Raw data:
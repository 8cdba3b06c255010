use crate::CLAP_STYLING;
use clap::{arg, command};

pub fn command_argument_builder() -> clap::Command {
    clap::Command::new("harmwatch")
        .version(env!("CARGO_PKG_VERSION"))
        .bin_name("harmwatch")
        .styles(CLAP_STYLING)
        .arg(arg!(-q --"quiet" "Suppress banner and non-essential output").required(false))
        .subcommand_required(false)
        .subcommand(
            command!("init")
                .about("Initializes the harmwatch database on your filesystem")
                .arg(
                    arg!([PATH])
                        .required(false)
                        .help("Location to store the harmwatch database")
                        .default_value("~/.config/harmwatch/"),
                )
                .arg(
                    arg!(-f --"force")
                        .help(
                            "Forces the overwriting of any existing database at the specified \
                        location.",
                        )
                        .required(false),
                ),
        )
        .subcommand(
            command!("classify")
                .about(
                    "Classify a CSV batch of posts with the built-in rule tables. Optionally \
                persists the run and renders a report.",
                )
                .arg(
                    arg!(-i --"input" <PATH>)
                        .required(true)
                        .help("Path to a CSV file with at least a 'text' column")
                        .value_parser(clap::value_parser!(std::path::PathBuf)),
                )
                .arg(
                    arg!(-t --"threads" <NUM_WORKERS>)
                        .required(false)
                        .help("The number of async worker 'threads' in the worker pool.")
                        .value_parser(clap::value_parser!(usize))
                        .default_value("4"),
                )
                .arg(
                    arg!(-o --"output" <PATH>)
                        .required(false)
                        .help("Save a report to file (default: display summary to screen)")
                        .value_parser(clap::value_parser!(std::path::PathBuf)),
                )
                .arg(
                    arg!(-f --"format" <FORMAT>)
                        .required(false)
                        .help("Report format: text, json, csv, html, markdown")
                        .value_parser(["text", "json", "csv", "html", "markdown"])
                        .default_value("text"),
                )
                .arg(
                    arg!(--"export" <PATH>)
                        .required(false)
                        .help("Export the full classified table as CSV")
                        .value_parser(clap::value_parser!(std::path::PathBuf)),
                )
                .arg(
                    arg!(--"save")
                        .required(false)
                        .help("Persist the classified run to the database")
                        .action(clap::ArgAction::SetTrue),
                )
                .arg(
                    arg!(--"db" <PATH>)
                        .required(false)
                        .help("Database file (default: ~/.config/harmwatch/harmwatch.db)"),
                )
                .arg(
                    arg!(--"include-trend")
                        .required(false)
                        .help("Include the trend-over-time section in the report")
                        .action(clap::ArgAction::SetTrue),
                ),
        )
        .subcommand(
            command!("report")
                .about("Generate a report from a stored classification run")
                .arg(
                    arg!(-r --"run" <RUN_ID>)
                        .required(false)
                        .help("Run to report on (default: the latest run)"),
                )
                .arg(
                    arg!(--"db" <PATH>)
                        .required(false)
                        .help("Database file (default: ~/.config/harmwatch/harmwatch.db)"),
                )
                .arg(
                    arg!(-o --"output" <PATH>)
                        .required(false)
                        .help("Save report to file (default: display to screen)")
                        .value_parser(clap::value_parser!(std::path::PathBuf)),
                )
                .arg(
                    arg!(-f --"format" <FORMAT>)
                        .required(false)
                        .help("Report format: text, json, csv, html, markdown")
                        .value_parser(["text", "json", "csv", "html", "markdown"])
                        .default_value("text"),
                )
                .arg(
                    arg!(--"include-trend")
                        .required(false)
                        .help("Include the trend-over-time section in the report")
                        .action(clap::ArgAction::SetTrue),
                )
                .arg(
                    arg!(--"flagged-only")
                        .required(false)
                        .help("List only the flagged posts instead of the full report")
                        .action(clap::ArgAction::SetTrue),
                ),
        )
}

Task prompt: Please transcribe the listing in full. Keep each line exact.

The completed task:
repository 8cdba3b06c255010
use crate::CLAP_STYLING;
use clap::{arg, command};

pub fn command_argument_builder() -> clap::Command {
    clap::Command::new("harmwatch")
        .version(env!("CARGO_PKG_VERSION"))
        .bin_name("harmwatch")
        .styles(CLAP_STYLING)
        .arg(arg!(-q --"quiet" "Suppress banner and non-essential output").required(false))
        .subcommand_required(false)
        .subcommand(
            command!("init")
                .about("Initializes the harmwatch database on your filesystem")
                .arg(
                    arg!([PATH])
                        .required(false)
                        .help("Location to store the harmwatch database")
                        .default_value("~/.config/harmwatch/"),
                )
                .arg(
                    arg!(-f --"force")
                        .help(
                            "Forces the overwriting of any existing database at the specified \
                        location.",
                        )
                        .required(false),
                ),
        )
        .subcommand(
            command!("classify")
                .about(
                    "Classify a CSV batch of posts with the built-in rule tables. Optionally \
                persists the run and renders a report.",
                )
                .arg(
                    arg!(-i --"input" <PATH>)
                        .required(true)
                        .help("Path to a CSV file with at least a 'text' column")
                        .value_parser(clap::value_parser!(std::path::PathBuf)),
                )
                .arg(
                    arg!(-t --"threads" <NUM_WORKERS>)
                        .required(false)
                        .help("The number of async worker 'threads' in the worker pool.")
                        .value_parser(clap::value_parser!(usize))
                        .default_value("4"),
                )
                .arg(
                    arg!(-o --"output" <PATH>)
                        .required(false)
                        .help("Save a report to file (default: display summary to screen)")
                        .value_parser(clap::value_parser!(std::path::PathBuf)),
                )
                .arg(
                    arg!(-f --"format" <FORMAT>)
                        .required(false)
                        .help("Report format: text, json, csv, html, markdown")
                        .value_parser(["text", "json", "csv", "html", "markdown"])
                        .default_value("text"),
                )
                .arg(
                    arg!(--"export" <PATH>)
                        .required(false)
                        .help("Export the full classified table as CSV")
                        .value_parser(clap::value_parser!(std::path::PathBuf)),
                )
                .arg(
                    arg!(--"save")
                        .required(false)
                        .help("Persist the classified run to the database")
                        .action(clap::ArgAction::SetTrue),
                )
                .arg(
                    arg!(--"db" <PATH>)
                        .required(false)
                        .help("Database file (default: ~/.config/harmwatch/harmwatch.db)"),
                )
                .arg(
                    arg!(--"include-trend")
                        .required(false)
                        .help("Include the trend-over-time section in the report")
                        .action(clap::ArgAction::SetTrue),
                ),
        )
        .subcommand(
            command!("report")
                .about("Generate a report from a stored classification run")
                .arg(
                    arg!(-r --"run" <RUN_ID>)
                        .required(false)
                        .help("Run to report on (default: the latest run)"),
                )
                .arg(
                    arg!(--"db" <PATH>)
                        .required(false)
                        .help("Database file (default: ~/.config/harmwatch/harmwatch.db)"),
                )
                .arg(
                    arg!(-o --"output" <PATH>)
                        .required(false)
                        .help("Save report to file (default: display to screen)")
                        .value_parser(clap::value_parser!(std::path::PathBuf)),
                )
                .arg(
                    arg!(-f --"format" <FORMAT>)
                        .required(false)
                        .help("Report format: text, json, csv, html, markdown")
                        .value_parser(["text", "json", "csv", "html", "markdown"])
                        .default_value("text"),
                )
                .arg(
                    arg!(--"include-trend")
                        .required(false)
                        .help("Include the trend-over-time section in the report")
                        .action(clap::ArgAction::SetTrue),
                )
                .arg(
                    arg!(--"flagged-only")
                        .required(false)
                        .help("List only the flagged posts instead of the full report")
                        .action(clap::ArgAction::SetTrue),
                ),
        )
}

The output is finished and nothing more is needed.